Born on the 25th of June 1925 and leaving us on the 23rd of October 2025 at just under one hundred years and four months, Ms Lockhart was only twenty years old when She-Wolf was shot in December 1945.  She would later hazily and self-deprecatingly recall of the film "If I'm remembering right, I was just submitted for it by my agent.  I did it - and I was not very good in it.  But the following year I was the hot young ingenue on Broadway in a wonderful comedy.  So I guess what I needed was a good direction."  Which I feel it's fair to say she did.  Whatever the film's flaws, the direction from Jean Yarbrough (helmer of five Abbott and Costello entries [sadly none of the 'meet the monsters' dark entries, but Here Come the Co-Eds did co-star Lon Chaney Junior and Martha O'Driscoll who would make penultimate monster rally House of Dracula the same year] as well as genre entries The Devil Bat, King of the Zombies, Rondo Hatton's Creeper duology House of Horrors and The Brute Man, the unrelated The Creeper, the Bowery Boys' Meet Frankenstein knockoff Master Minds and ending his cinema career with the bathetic thud of Hillbillys in a Haunted House) isn't one of them, bringing quite a bit of atmosphere to a latter-day entry in the Universal cycle that many seem to disregard due it's "cheat" ending which is to be fair more Scooby-Doo than horror and perhaps calls Lockhart's status as Last Monster Standing into question.  Phyllis Allenby may turn out not to be yer genuine lycanthrope like Wilfred Glendon and Larry Talbot, but she still counts as far as I'm concerned.

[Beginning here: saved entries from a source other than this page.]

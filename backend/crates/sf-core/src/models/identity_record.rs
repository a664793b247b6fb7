//! Identity record - the durable, server-side representation of a user.

use crate::{Profile, ProfileDraft};

use chrono::{DateTime, Utc};
use uuid::Uuid;

/// A registered user. `email` is the unique identity key.
///
/// `credential_hash` is a PHC-format hash string and never leaves the server.
#[derive(Debug, Clone, PartialEq, Eq)]
pub struct IdentityRecord {
    /// Store-assigned reference
    pub id: Uuid,
    pub first_name: String,
    pub last_name: String,
    pub email: String,
    pub credential_hash: String,
    pub contact_number: Option<String>,
    /// Data URL (`data:image/...;base64,...`), opaque once validated
    pub profile_image: Option<String>,
    pub created_at: DateTime<Utc>,
    pub updated_at: DateTime<Utc>,
}

impl IdentityRecord {
    pub fn new(
        first_name: String,
        last_name: String,
        email: String,
        credential_hash: String,
    ) -> Self {
        let now = Utc::now();
        Self {
            id: Uuid::new_v4(),
            first_name,
            last_name,
            email,
            credential_hash,
            contact_number: None,
            profile_image: None,
            created_at: now,
            updated_at: now,
        }
    }

    /// Full-record replace from a draft.
    ///
    /// Every profile field takes the draft's value, including absent optional
    /// fields. The credential hash is only swapped when `new_hash` is given.
    /// The identity key, reference and creation time never change.
    pub fn replaced_by(&self, draft: &ProfileDraft, new_hash: Option<String>) -> Self {
        Self {
            id: self.id,
            first_name: draft.first_name.clone(),
            last_name: draft.last_name.clone(),
            email: self.email.clone(),
            credential_hash: new_hash.unwrap_or_else(|| self.credential_hash.clone()),
            contact_number: draft.contact_number.clone(),
            profile_image: draft.profile_image.clone(),
            created_at: self.created_at,
            updated_at: Utc::now(),
        }
    }

    /// Public view without the credential hash
    pub fn to_profile(&self) -> Profile {
        Profile {
            id: self.id.to_string(),
            first_name: self.first_name.clone(),
            last_name: self.last_name.clone(),
            email: self.email.clone(),
            contact_number: self.contact_number.clone(),
            profile_image: self.profile_image.clone(),
        }
    }
}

It does feel odd to be writing a post on this blog that isn't a review of something, and normally of course the obvious thing to do would be to rewatch and review She-Wolf of London properly as a tribute but seeing as a) I'm already in the middle of about five not so easy pieces to complete (how and why I constantly let myself get into these situations I don't know) and b) I was already planning on a marathon runthrough series of reviews of the Universal Monsters movies for next year (so at my current forever stymied rate of progress expect them sometime around the Space Year 2035 or thereabouts) I thought I'd say a little something to mark her passing.  It would have felt odd to do nothing to mark the occasion, and I'm not going to try to pretend this is the greatest panegyric in the history of the world - this is just my little tribute.  There we are: as well as The Smiths and Simon and Garfunkel, we've added Tenacious D to the musical roster.  Quite the festival we've got going here.

God bless you, please, Mrs Robinson.